[Report Google Doc](https://docs.google.com/document/d/1CWJNf2I3JUKnVm02NwIsNZxq3Y5GMNvZSBCoo-qSc7M/edit?ts=5bcb4b11)

# What does a county's chemical contaminants say about its industrial activity?

## We need a profile of each county's industrial activity.
We will build a profile of each county for a given year by concatenating a vector representing a county's water usage in 2010 and their occupation statistics for the given year.
We normalize the water usage data for population and droughts during 2010 by  predicting water usage based on population and drought, and subtracting these predictions from the water usage data. This will give us a baseline measurement of a county's industrial activity in 2010.
We will also need to remove socioeconomic patterns from the industrial occupation data. We do this by performing PCA on water usage+occupation+earnings+education data and remove the eigenvectors heavily corresponding to earnings+education patterns.
We will then concatenate the water usage data and the occupation data into a single feature vector for each year representing the county's industrial profile for that year. We normalize every column to a mean and variance of 1.
## We can then correlate the profile with chemical contaminant levels
We will build a regression model to measure what an increase/decrease in contaminants say about industrial activity and vise versa. We will then cluster chemicals based on how they relate to industrial profiles (similarity of regression coefficients).
We will then build a regression model from contaminants to changes in industrial activity (instead of the value at a given year). We then perform the same covariance and clustering as before.

## Statistics:
### Step 1
- Build regression model from historical education attainment and the 2010 population to water usage. Subtract this inferred value from water usage.
- Calculate covariance between occupation and water, earnings, and education.
- Perform PCA on water usage, occupation, earnings and education (normalizing first).
- Recompute occupation data with SES-heavy components removed.
- Recalculate covariance between occupation and water, earnings, and education.
- Concatenate occupation vector and water usage data (duplicating water usage data for each year).

### Step 2
- Build a regression model from industrial vector to chemical contaminants data (normalizing first).
- Calculate contaminant predictions after perturbing regression and vise-versa.
- Cluster chemicals based on their regression coefficients.
- Repeat except using year-wise change in industrial vector (y_n+1 - y_n) instead of y_n.

## Visualizations/graphs:
- Covariance matrix of water usage, drought and population before and after normalizing water usage data.
- Covariance matrix of occupation and peripherals before and after PCA.
- Visualize PCA removal of SES.
- Feature importances of the industrial vector.
- Visualize effect of perturbing regression?
- Cluster map visualizing similarity of regression coefficients for each chemical.
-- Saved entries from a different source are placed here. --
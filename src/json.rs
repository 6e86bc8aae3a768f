// Copyright 2026 The Datasmith Authors. All rights reserved.
// Use of this source code is governed by the Apache License,
// Version 2.0, that can be found in the LICENSE file.

//! The textual configuration document format.
//!
//! A document is a UTF-8 JSON object with top-level `entities` and `steps`
//! collections. The engine interprets identity, type markers, generator
//! specs, and reference fields; everything else is carried opaquely through
//! the `extra` maps so a parse/serialize round trip preserves it exactly.
//!
//! Positions never appear here: documents serialize the canonical model
//! only, and layout lives in the position store.

use serde::{Deserialize, Serialize};

use crate::common::{Error, ErrorCode, ErrorKind, Result};
use crate::datamodel::{
    Attribute, CanonicalItem, DataType, ExtraFields, GeneratorSpec, ItemKind, Reference,
};

fn is_false(val: &bool) -> bool {
    !*val
}

fn is_empty_string(val: &str) -> bool {
    val.is_empty()
}

fn is_empty_vec<T>(val: &[T]) -> bool {
    val.is_empty()
}

fn is_empty_map(val: &ExtraFields) -> bool {
    val.is_empty()
}

#[derive(Debug, Clone, PartialEq, Serialize, Deserialize)]
pub struct JsonAttribute {
    pub name: String,
    #[serde(rename = "type")]
    pub data_type: String,
    #[serde(skip_serializing_if = "is_false", default)]
    pub primary_key: bool,
    /// `"Target.attribute"` or bare `"Target"`.
    #[serde(skip_serializing_if = "Option::is_none", default)]
    pub foreign_key: Option<String>,
    #[serde(skip_serializing_if = "Option::is_none", default)]
    pub generator: Option<GeneratorSpec>,
    #[serde(flatten, skip_serializing_if = "is_empty_map", default)]
    pub extra: ExtraFields,
}

#[derive(Debug, Clone, PartialEq, Serialize, Deserialize)]
pub struct JsonEntity {
    pub name: String,
    #[serde(rename = "type", skip_serializing_if = "is_empty_string", default)]
    pub type_tag: String,
    #[serde(skip_serializing_if = "is_empty_vec", default)]
    pub attributes: Vec<JsonAttribute>,
    #[serde(flatten, skip_serializing_if = "is_empty_map", default)]
    pub extra: ExtraFields,
}

#[derive(Debug, Clone, PartialEq, Serialize, Deserialize)]
pub struct JsonStep {
    pub name: String,
    #[serde(rename = "type", skip_serializing_if = "is_empty_string", default)]
    pub type_tag: String,
    #[serde(skip_serializing_if = "is_empty_vec", default)]
    pub attributes: Vec<JsonAttribute>,
    #[serde(skip_serializing_if = "is_empty_vec", default)]
    pub next_steps: Vec<String>,
    #[serde(flatten, skip_serializing_if = "is_empty_map", default)]
    pub extra: ExtraFields,
}

#[derive(Debug, Clone, PartialEq, Serialize, Deserialize, Default)]
pub struct JsonDocument {
    #[serde(skip_serializing_if = "is_empty_vec", default)]
    pub entities: Vec<JsonEntity>,
    #[serde(skip_serializing_if = "is_empty_vec", default)]
    pub steps: Vec<JsonStep>,
    #[serde(flatten, skip_serializing_if = "is_empty_map", default)]
    pub extra: ExtraFields,
}

fn parse_foreign_key(raw: &str) -> Result<Reference> {
    if raw.is_empty() {
        return crate::doc_err!(BadReference, "empty foreign_key".to_string());
    }
    match raw.split_once('.') {
        Some((target, attr)) if !target.is_empty() && !attr.is_empty() => Ok(Reference {
            target_id: target.to_string(),
            target_attribute: Some(attr.to_string()),
        }),
        Some(_) => crate::doc_err!(BadReference, raw.to_string()),
        None => Ok(Reference {
            target_id: raw.to_string(),
            target_attribute: None,
        }),
    }
}

fn format_foreign_key(reference: &Reference) -> String {
    match &reference.target_attribute {
        Some(attr) => format!("{}.{}", reference.target_id, attr),
        None => reference.target_id.clone(),
    }
}

impl TryFrom<JsonAttribute> for Attribute {
    type Error = Error;

    fn try_from(attr: JsonAttribute) -> Result<Attribute> {
        let reference = attr
            .foreign_key
            .as_deref()
            .map(parse_foreign_key)
            .transpose()?;
        Ok(Attribute {
            name: attr.name,
            data_type: DataType::from_tag(&attr.data_type),
            primary_key: attr.primary_key,
            generator: attr.generator,
            reference,
            extra: attr.extra,
        })
    }
}

impl From<Attribute> for JsonAttribute {
    fn from(attr: Attribute) -> JsonAttribute {
        JsonAttribute {
            name: attr.name,
            data_type: attr.data_type.as_str().to_string(),
            primary_key: attr.primary_key,
            foreign_key: attr.reference.as_ref().map(format_foreign_key),
            generator: attr.generator,
            extra: attr.extra,
        }
    }
}

impl TryFrom<JsonEntity> for CanonicalItem {
    type Error = Error;

    fn try_from(entity: JsonEntity) -> Result<CanonicalItem> {
        let attributes = entity
            .attributes
            .into_iter()
            .map(Attribute::try_from)
            .collect::<Result<Vec<_>>>()?;
        let item = CanonicalItem {
            id: entity.name,
            kind: ItemKind::Entity,
            type_tag: entity.type_tag,
            attributes,
            next_steps: Vec::new(),
            extra: entity.extra,
        };
        item.check_attribute_names()?;
        Ok(item)
    }
}

impl TryFrom<JsonStep> for CanonicalItem {
    type Error = Error;

    fn try_from(step: JsonStep) -> Result<CanonicalItem> {
        let attributes = step
            .attributes
            .into_iter()
            .map(Attribute::try_from)
            .collect::<Result<Vec<_>>>()?;
        let item = CanonicalItem {
            id: step.name,
            kind: ItemKind::Step,
            type_tag: step.type_tag,
            attributes,
            next_steps: step.next_steps,
            extra: step.extra,
        };
        item.check_attribute_names()?;
        Ok(item)
    }
}

impl From<CanonicalItem> for JsonEntity {
    fn from(item: CanonicalItem) -> JsonEntity {
        JsonEntity {
            name: item.id,
            type_tag: item.type_tag,
            attributes: item.attributes.into_iter().map(JsonAttribute::from).collect(),
            extra: item.extra,
        }
    }
}

impl From<CanonicalItem> for JsonStep {
    fn from(item: CanonicalItem) -> JsonStep {
        JsonStep {
            name: item.id,
            type_tag: item.type_tag,
            attributes: item.attributes.into_iter().map(JsonAttribute::from).collect(),
            next_steps: item.next_steps,
            extra: item.extra,
        }
    }
}

/// Parse a document into canonical items, enforcing the structural identity
/// invariants (unique item ids, unique attribute names per item).
///
/// This does *not* require references to resolve: a document may be
/// transiently inconsistent mid-edit, and dangling references are the
/// projection builder's and cascader's concern.
pub fn parse_document(text: &str) -> Result<Vec<CanonicalItem>> {
    let doc: JsonDocument = serde_json::from_str(text).map_err(|err| {
        Error::new(
            ErrorKind::Document,
            ErrorCode::JsonDeserialization,
            Some(err.to_string()),
        )
    })?;

    let mut items = Vec::with_capacity(doc.entities.len() + doc.steps.len());
    for entity in doc.entities {
        items.push(CanonicalItem::try_from(entity)?);
    }
    for step in doc.steps {
        items.push(CanonicalItem::try_from(step)?);
    }

    for (i, item) in items.iter().enumerate() {
        if items[..i].iter().any(|other| other.id == item.id) {
            return crate::doc_err!(DuplicateItem, item.id.clone());
        }
    }

    Ok(items)
}

/// Serialize canonical items to document text. Deterministic: items stay in
/// model order, maps preserve insertion order, and output is pretty-printed
/// with a trailing newline so successive serializations of an unchanged
/// model are byte-identical.
pub fn serialize_document(items: &[CanonicalItem]) -> String {
    let mut doc = JsonDocument::default();
    for item in items {
        match item.kind {
            ItemKind::Entity => doc.entities.push(JsonEntity::from(item.clone())),
            ItemKind::Step => doc.steps.push(JsonStep::from(item.clone())),
        }
    }

    // A Vec<JsonEntity>/Vec<JsonStep> document cannot fail to serialize.
    let mut text = serde_json::to_string_pretty(&doc).unwrap_or_default();
    text.push('\n');
    text
}
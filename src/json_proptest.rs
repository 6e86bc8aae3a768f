// Copyright 2026 The Datasmith Authors. All rights reserved.
// Use of this source code is governed by the Apache License,
// Version 2.0, that can be found in the LICENSE file.

//! Property-based tests for the document format using proptest.
//!
//! These verify that any model the strategies can produce survives a
//! serialize -> parse round trip exactly, and that the parser never panics
//! on arbitrary input.

use proptest::prelude::*;

use serde_json::Value;

use crate::datamodel::{
    Attribute, CanonicalItem, DataType, DistributionSpec, ExtraFields, GeneratorSpec, ItemKind,
    Reference,
};
use crate::diff::diff_items;
use crate::json::{parse_document, serialize_document};

fn ident_strategy() -> impl Strategy<Value = String> {
    "[a-z][a-z0-9_]{0,15}"
}

fn finite_f64() -> impl Strategy<Value = f64> {
    // values that survive JSON f64 round trips bit-exactly
    prop_oneof![
        Just(0.0),
        Just(1.0),
        (-1000i32..1000).prop_map(|x| x as f64),
        (-100i32..100).prop_map(|x| x as f64 / 4.0),
    ]
}

fn data_type_strategy() -> impl Strategy<Value = DataType> {
    prop_oneof![
        Just(DataType::Uuid),
        Just(DataType::Integer),
        Just(DataType::Float),
        Just(DataType::Text),
        Just(DataType::Boolean),
        Just(DataType::Timestamp),
        // normalized through from_tag so a generated custom tag can never
        // shadow a builtin and break round-trip equality
        "[a-z][a-z_]{2,10}".prop_map(|tag| DataType::from_tag(&tag)),
    ]
}

fn generator_strategy() -> impl Strategy<Value = GeneratorSpec> {
    prop_oneof![
        Just(GeneratorSpec::Uuid),
        (0i64..1000, 1i64..10)
            .prop_map(|(start, step)| GeneratorSpec::Sequence { start, step }),
        (-1000i32..1000).prop_map(|n| GeneratorSpec::Constant {
            value: Value::from(n),
        }),
        "[a-z#?]{1,8}".prop_map(|pattern| GeneratorSpec::Pattern { pattern }),
        (finite_f64(), finite_f64()).prop_map(|(a, b)| GeneratorSpec::Distribution {
            spec: DistributionSpec::Uniform {
                min: a.min(b),
                max: a.max(b),
            },
        }),
        (finite_f64(), (1i32..100).prop_map(|x| x as f64)).prop_map(|(mean, std_dev)| {
            GeneratorSpec::Distribution {
                spec: DistributionSpec::Normal { mean, std_dev },
            }
        }),
    ]
}

fn reference_strategy() -> impl Strategy<Value = Reference> {
    prop_oneof![
        ident_strategy().prop_map(|target| Reference::to_item(&target)),
        (ident_strategy(), ident_strategy()).prop_map(|(target, attr)| Reference {
            target_id: target,
            target_attribute: Some(attr),
        }),
    ]
}

fn attributes_strategy() -> impl Strategy<Value = Vec<Attribute>> {
    // btree_map keys give us unique attribute names for free
    prop::collection::btree_map(
        ident_strategy(),
        (
            data_type_strategy(),
            any::<bool>(),
            prop::option::of(reference_strategy()),
            prop::option::of(generator_strategy()),
        ),
        0..5,
    )
    .prop_map(|attrs| {
        attrs
            .into_iter()
            .map(|(name, (data_type, primary_key, reference, generator))| Attribute {
                name,
                data_type,
                primary_key,
                generator,
                reference,
                extra: ExtraFields::new(),
            })
            .collect()
    })
}

fn entity_strategy() -> impl Strategy<Value = CanonicalItem> {
    (
        ident_strategy(),
        prop_oneof![Just(String::new()), ident_strategy()],
        attributes_strategy(),
    )
        .prop_map(|(id, type_tag, attributes)| CanonicalItem {
            id,
            kind: ItemKind::Entity,
            type_tag,
            attributes,
            next_steps: Vec::new(),
            extra: ExtraFields::new(),
        })
}

fn step_strategy() -> impl Strategy<Value = CanonicalItem> {
    (
        ident_strategy(),
        prop_oneof![Just(String::new()), ident_strategy()],
        attributes_strategy(),
        prop::collection::btree_set(ident_strategy(), 0..3),
    )
        .prop_map(|(id, type_tag, attributes, next_steps)| CanonicalItem {
            id,
            kind: ItemKind::Step,
            type_tag,
            attributes,
            next_steps: next_steps.into_iter().collect(),
            extra: ExtraFields::new(),
        })
}

/// A well-formed model: entities first (matching document section order),
/// then steps, with item ids unique across both.
fn document_strategy() -> impl Strategy<Value = Vec<CanonicalItem>> {
    (
        prop::collection::vec(entity_strategy(), 0..4),
        prop::collection::vec(step_strategy(), 0..3),
    )
        .prop_map(|(entities, steps)| {
            let mut items: Vec<CanonicalItem> = Vec::new();
            for item in entities.into_iter().chain(steps) {
                if !items.iter().any(|existing| existing.id == item.id) {
                    items.push(item);
                }
            }
            items
        })
}

proptest! {
    #[test]
    fn document_round_trips_exactly(items in document_strategy()) {
        let text = serialize_document(&items);
        let reparsed = parse_document(&text).expect("serialized documents must parse");
        prop_assert_eq!(&items, &reparsed);
    }

    #[test]
    fn round_trip_is_structurally_silent(items in document_strategy()) {
        let reparsed = parse_document(&serialize_document(&items))
            .expect("serialized documents must parse");
        prop_assert!(diff_items(&items, &reparsed).is_empty());
    }

    #[test]
    fn serialization_is_stable(items in document_strategy()) {
        prop_assert_eq!(serialize_document(&items), serialize_document(&items));
    }

    #[test]
    fn parser_never_panics(text in "\\PC*") {
        let _ = parse_document(&text);
    }
}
# Step 1: Build industrial feature vector

In [0]:
import plotly 
import matplotlib.pyplot as plt
import numpy as np
import pandas as pd
import seaborn as sns

water_df = pd.read_csv("water_usage.csv")
water_dict_df = pd.read_csv("water_usage_dictionary.csv")
industry_df = pd.read_csv("industry_occupation.csv", encoding = "latin1")
education_df = pd.read_csv("education_attainment.csv", encoding = "latin1")
earnings_df = pd.read_csv("earnings.csv", encoding = "latin1")
chemicals_df = pd.read_csv("chemicals.csv", encoding = "latin1")
droughts_df = pd.read_csv("droughts.csv", encoding = "latin1")

In [0]:
new_droughts_df = droughts_df.copy()

def normalize(labels_df):
  global new_droughts_df, water_df
  droughts_df = new_droughts_df
  """ Normalize any labels_df with fips for 2010 using drought and population """
  droughts_df['valid_start'] = pd.to_datetime(droughts_df['valid_start'])
  droughts_df['valid_end'] = pd.to_datetime(droughts_df['valid_end'])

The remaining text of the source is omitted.